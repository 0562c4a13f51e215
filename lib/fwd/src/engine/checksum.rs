// This Source Code Form is subject to the terms of the Mozilla Public
// License, v. 2.0. If a copy of the MPL was not distributed with this
// file, You can obtain one at https://mozilla.org/MPL/2.0/.

// Copyright 2025 Oxide Computer Company

//! The internet checksum.
//!
//! [`Checksum`] is a rolling one's complement sum that can be built up
//! over several byte ranges, or incrementally adjusted by subtracting
//! old bytes and adding new ones (RFC 1624), before it is finalized
//! into the [`HeaderChecksum`] stored in a header.
//!
//! # Endianness
//!
//! The checksum is a pair of bytes, never a logical integer. Every
//! pair of bytes summed, and the checksum itself, is read and written
//! with `{to,from}_ne_bytes()`. Summing network-order data in host
//! order and storing the result in host order puts the result back in
//! network order (RFC 1071 section 1.B). An odd trailing byte is
//! summed as if padded with a zero byte.
//!
//! # Relevant RFCs
//!
//! * 1071 Computing the Internet Checksum
//!
//! * 1624 Computation of the Internet Checksum via Incremental Update

/// The checksum bytes as stored in a header: the one's complement of
/// the one's complement sum.
#[derive(Clone, Copy, Debug, Eq, PartialEq)]
pub struct HeaderChecksum {
    inner: [u8; 2],
}

impl HeaderChecksum {
    pub fn bytes(&self) -> [u8; 2] {
        self.inner
    }

    /// Wrap checksum bytes read from a header.
    pub fn wrap(hc: [u8; 2]) -> Self {
        Self { inner: hc }
    }
}

impl From<Checksum> for HeaderChecksum {
    fn from(mut csum: Checksum) -> HeaderChecksum {
        Self { inner: (!csum.finalize()).to_ne_bytes() }
    }
}

/// A rolling one's complement checksum. Carries are folded lazily.
#[derive(Clone, Copy, Debug, Default, Eq, PartialEq)]
pub struct Checksum {
    inner: u32,
}

impl Checksum {
    pub fn new() -> Self {
        Self::default()
    }

    /// Start a sum over `bytes`.
    pub fn compute(bytes: &[u8]) -> Self {
        Self { inner: csum_add(0, bytes) }
    }

    pub fn add_bytes(&mut self, bytes: &[u8]) {
        self.inner = csum_add(self.inner, bytes);
    }

    /// Remove `bytes` from the sum, as when they are about to be
    /// overwritten.
    pub fn sub_bytes(&mut self, bytes: &[u8]) {
        self.inner = csum_sub(self.inner, bytes);
    }

    /// Fold the carries and return the sum.
    pub fn finalize(&mut self) -> u16 {
        while (self.inner >> 16) != 0 {
            self.inner = (self.inner >> 16) + (self.inner & 0xFFFF);
        }

        (self.inner & 0xFFFF) as u16
    }
}

impl From<HeaderChecksum> for Checksum {
    fn from(hc: HeaderChecksum) -> Self {
        Self { inner: u32::from(!u16::from_ne_bytes(hc.bytes())) }
    }
}

impl core::ops::AddAssign for Checksum {
    fn add_assign(&mut self, other: Self) {
        let mut other = other;
        self.add_bytes(&other.finalize().to_ne_bytes());
    }
}

// The accumulator is folded whenever its top bit is set, so ranges of
// any length cannot overflow it.
fn csum_add(mut csum: u32, bytes: &[u8]) -> u32 {
    let mut chunks = bytes.chunks_exact(2);
    for pair in &mut chunks {
        csum += u32::from(u16::from_ne_bytes([pair[0], pair[1]]));
        if csum & 0x8000_0000 != 0 {
            csum = (csum >> 16) + (csum & 0xFFFF);
        }
    }

    if let [last] = chunks.remainder() {
        csum += u32::from(u16::from_ne_bytes([*last, 0]));
    }

    csum
}

fn csum_sub(mut csum: u32, bytes: &[u8]) -> u32 {
    let mut chunks = bytes.chunks_exact(2);
    for pair in &mut chunks {
        csum += u32::from(!u16::from_ne_bytes([pair[0], pair[1]]));
        if csum & 0x8000_0000 != 0 {
            csum = (csum >> 16) + (csum & 0xFFFF);
        }
    }

    if let [last] = chunks.remainder() {
        csum += u32::from(!u16::from_ne_bytes([*last, 0]));
    }

    csum
}

#[cfg(test)]
mod test {
    use super::*;

    #[rustfmt::skip]
    const IP4: [u8; 20] = [
        0x45, 0x01, 0x00, 0x2c,
        0x00, 0x00, 0x00, 0x00,
        0xff, 0x06, 0xa1, 0xad,
        0x01, 0x02, 0x03, 0x04,
        0x0a, 0x0b, 0x0c, 0x0d,
    ];

    fn full(hdr: &[u8; 20]) -> [u8; 2] {
        let mut zeroed = *hdr;
        zeroed[10] = 0;
        zeroed[11] = 0;
        HeaderChecksum::from(Checksum::compute(&zeroed)).bytes()
    }

    #[test]
    fn full_compute() {
        assert_eq!(full(&IP4), [0xa1, 0xad]);
        let mut valid = Checksum::compute(&IP4);
        assert_eq!(valid.finalize(), 0xFFFF);
    }

    #[test]
    fn incremental_matches_full() {
        let mut hdr = IP4;
        let mut csum =
            Checksum::from(HeaderChecksum::wrap([hdr[10], hdr[11]]));
        csum.sub_bytes(&hdr[8..10]);
        hdr[8] -= 1;
        csum.add_bytes(&hdr[8..10]);
        let hc = HeaderChecksum::from(csum).bytes();

        assert_eq!(hc, [0xa2, 0xad]);
        assert_eq!(hc, full(&hdr));
    }

    #[test]
    fn odd_length() {
        let a = Checksum::compute(&[0x12, 0x34, 0x56]);
        let b = Checksum::compute(&[0x12, 0x34, 0x56, 0x00]);
        assert_eq!(a, b);

        let mut c = Checksum::compute(&[0x12, 0x34, 0x56]);
        c.sub_bytes(&[0x56]);
        assert_eq!(c.finalize(), Checksum::compute(&[0x12, 0x34]).finalize());
    }
}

· · ·

**What you are asked to do**. In this exercise, give every record above again exactly.

**Written answer**.
repository 0562c4a13f51e215
filename lib/fwd/src/engine/checksum.rs
// This Source Code Form is subject to the terms of the Mozilla Public
// License, v. 2.0. If a copy of the MPL was not distributed with this
// file, You can obtain one at https://mozilla.org/MPL/2.0/.

// Copyright 2025 Oxide Computer Company

//! The internet checksum.
//!
//! [`Checksum`] is a rolling one's complement sum that can be built up
//! over several byte ranges, or incrementally adjusted by subtracting
//! old bytes and adding new ones (RFC 1624), before it is finalized
//! into the [`HeaderChecksum`] stored in a header.
//!
//! # Endianness
//!
//! The checksum is a pair of bytes, never a logical integer. Every
//! pair of bytes summed, and the checksum itself, is read and written
//! with `{to,from}_ne_bytes()`. Summing network-order data in host
//! order and storing the result in host order puts the result back in
//! network order (RFC 1071 section 1.B). An odd trailing byte is
//! summed as if padded with a zero byte.
//!
//! # Relevant RFCs
//!
//! * 1071 Computing the Internet Checksum
//!
//! * 1624 Computation of the Internet Checksum via Incremental Update

/// The checksum bytes as stored in a header: the one's complement of
/// the one's complement sum.
#[derive(Clone, Copy, Debug, Eq, PartialEq)]
pub struct HeaderChecksum {
    inner: [u8; 2],
}

impl HeaderChecksum {
    pub fn bytes(&self) -> [u8; 2] {
        self.inner
    }

    /// Wrap checksum bytes read from a header.
    pub fn wrap(hc: [u8; 2]) -> Self {
        Self { inner: hc }
    }
}

impl From<Checksum> for HeaderChecksum {
    fn from(mut csum: Checksum) -> HeaderChecksum {
        Self { inner: (!csum.finalize()).to_ne_bytes() }
    }
}

/// A rolling one's complement checksum. Carries are folded lazily.
#[derive(Clone, Copy, Debug, Default, Eq, PartialEq)]
pub struct Checksum {
    inner: u32,
}

impl Checksum {
    pub fn new() -> Self {
        Self::default()
    }

    /// Start a sum over `bytes`.
    pub fn compute(bytes: &[u8]) -> Self {
        Self { inner: csum_add(0, bytes) }
    }

    pub fn add_bytes(&mut self, bytes: &[u8]) {
        self.inner = csum_add(self.inner, bytes);
    }

    /// Remove `bytes` from the sum, as when they are about to be
    /// overwritten.
    pub fn sub_bytes(&mut self, bytes: &[u8]) {
        self.inner = csum_sub(self.inner, bytes);
    }

    /// Fold the carries and return the sum.
    pub fn finalize(&mut self) -> u16 {
        while (self.inner >> 16) != 0 {
            self.inner = (self.inner >> 16) + (self.inner & 0xFFFF);
        }

        (self.inner & 0xFFFF) as u16
    }
}

impl From<HeaderChecksum> for Checksum {
    fn from(hc: HeaderChecksum) -> Self {
        Self { inner: u32::from(!u16::from_ne_bytes(hc.bytes())) }
    }
}

impl core::ops::AddAssign for Checksum {
    fn add_assign(&mut self, other: Self) {
        let mut other = other;
        self.add_bytes(&other.finalize().to_ne_bytes());
    }
}

// The accumulator is folded whenever its top bit is set, so ranges of
// any length cannot overflow it.
fn csum_add(mut csum: u32, bytes: &[u8]) -> u32 {
    let mut chunks = bytes.chunks_exact(2);
    for pair in &mut chunks {
        csum += u32::from(u16::from_ne_bytes([pair[0], pair[1]]));
        if csum & 0x8000_0000 != 0 {
            csum = (csum >> 16) + (csum & 0xFFFF);
        }
    }

    if let [last] = chunks.remainder() {
        csum += u32::from(u16::from_ne_bytes([*last, 0]));
    }

    csum
}

fn csum_sub(mut csum: u32, bytes: &[u8]) -> u32 {
    let mut chunks = bytes.chunks_exact(2);
    for pair in &mut chunks {
        csum += u32::from(!u16::from_ne_bytes([pair[0], pair[1]]));
        if csum & 0x8000_0000 != 0 {
            csum = (csum >> 16) + (csum & 0xFFFF);
        }
    }

    if let [last] = chunks.remainder() {
        csum += u32::from(!u16::from_ne_bytes([*last, 0]));
    }

    csum
}

#[cfg(test)]
mod test {
    use super::*;

    #[rustfmt::skip]
    const IP4: [u8; 20] = [
        0x45, 0x01, 0x00, 0x2c,
        0x00, 0x00, 0x00, 0x00,
        0xff, 0x06, 0xa1, 0xad,
        0x01, 0x02, 0x03, 0x04,
        0x0a, 0x0b, 0x0c, 0x0d,
    ];

    fn full(hdr: &[u8; 20]) -> [u8; 2] {
        let mut zeroed = *hdr;
        zeroed[10] = 0;
        zeroed[11] = 0;
        HeaderChecksum::from(Checksum::compute(&zeroed)).bytes()
    }

    #[test]
    fn full_compute() {
        assert_eq!(full(&IP4), [0xa1, 0xad]);
        let mut valid = Checksum::compute(&IP4);
        assert_eq!(valid.finalize(), 0xFFFF);
    }

    #[test]
    fn incremental_matches_full() {
        let mut hdr = IP4;
        let mut csum =
            Checksum::from(HeaderChecksum::wrap([hdr[10], hdr[11]]));
        csum.sub_bytes(&hdr[8..10]);
        hdr[8] -= 1;
        csum.add_bytes(&hdr[8..10]);
        let hc = HeaderChecksum::from(csum).bytes();

        assert_eq!(hc, [0xa2, 0xad]);
        assert_eq!(hc, full(&hdr));
    }

    #[test]
    fn odd_length() {
        let a = Checksum::compute(&[0x12, 0x34, 0x56]);
        let b = Checksum::compute(&[0x12, 0x34, 0x56, 0x00]);
        assert_eq!(a, b);

        let mut c = Checksum::compute(&[0x12, 0x34, 0x56]);
        c.sub_bytes(&[0x56]);
        assert_eq!(c.finalize(), Checksum::compute(&[0x12, 0x34]).finalize());
    }
}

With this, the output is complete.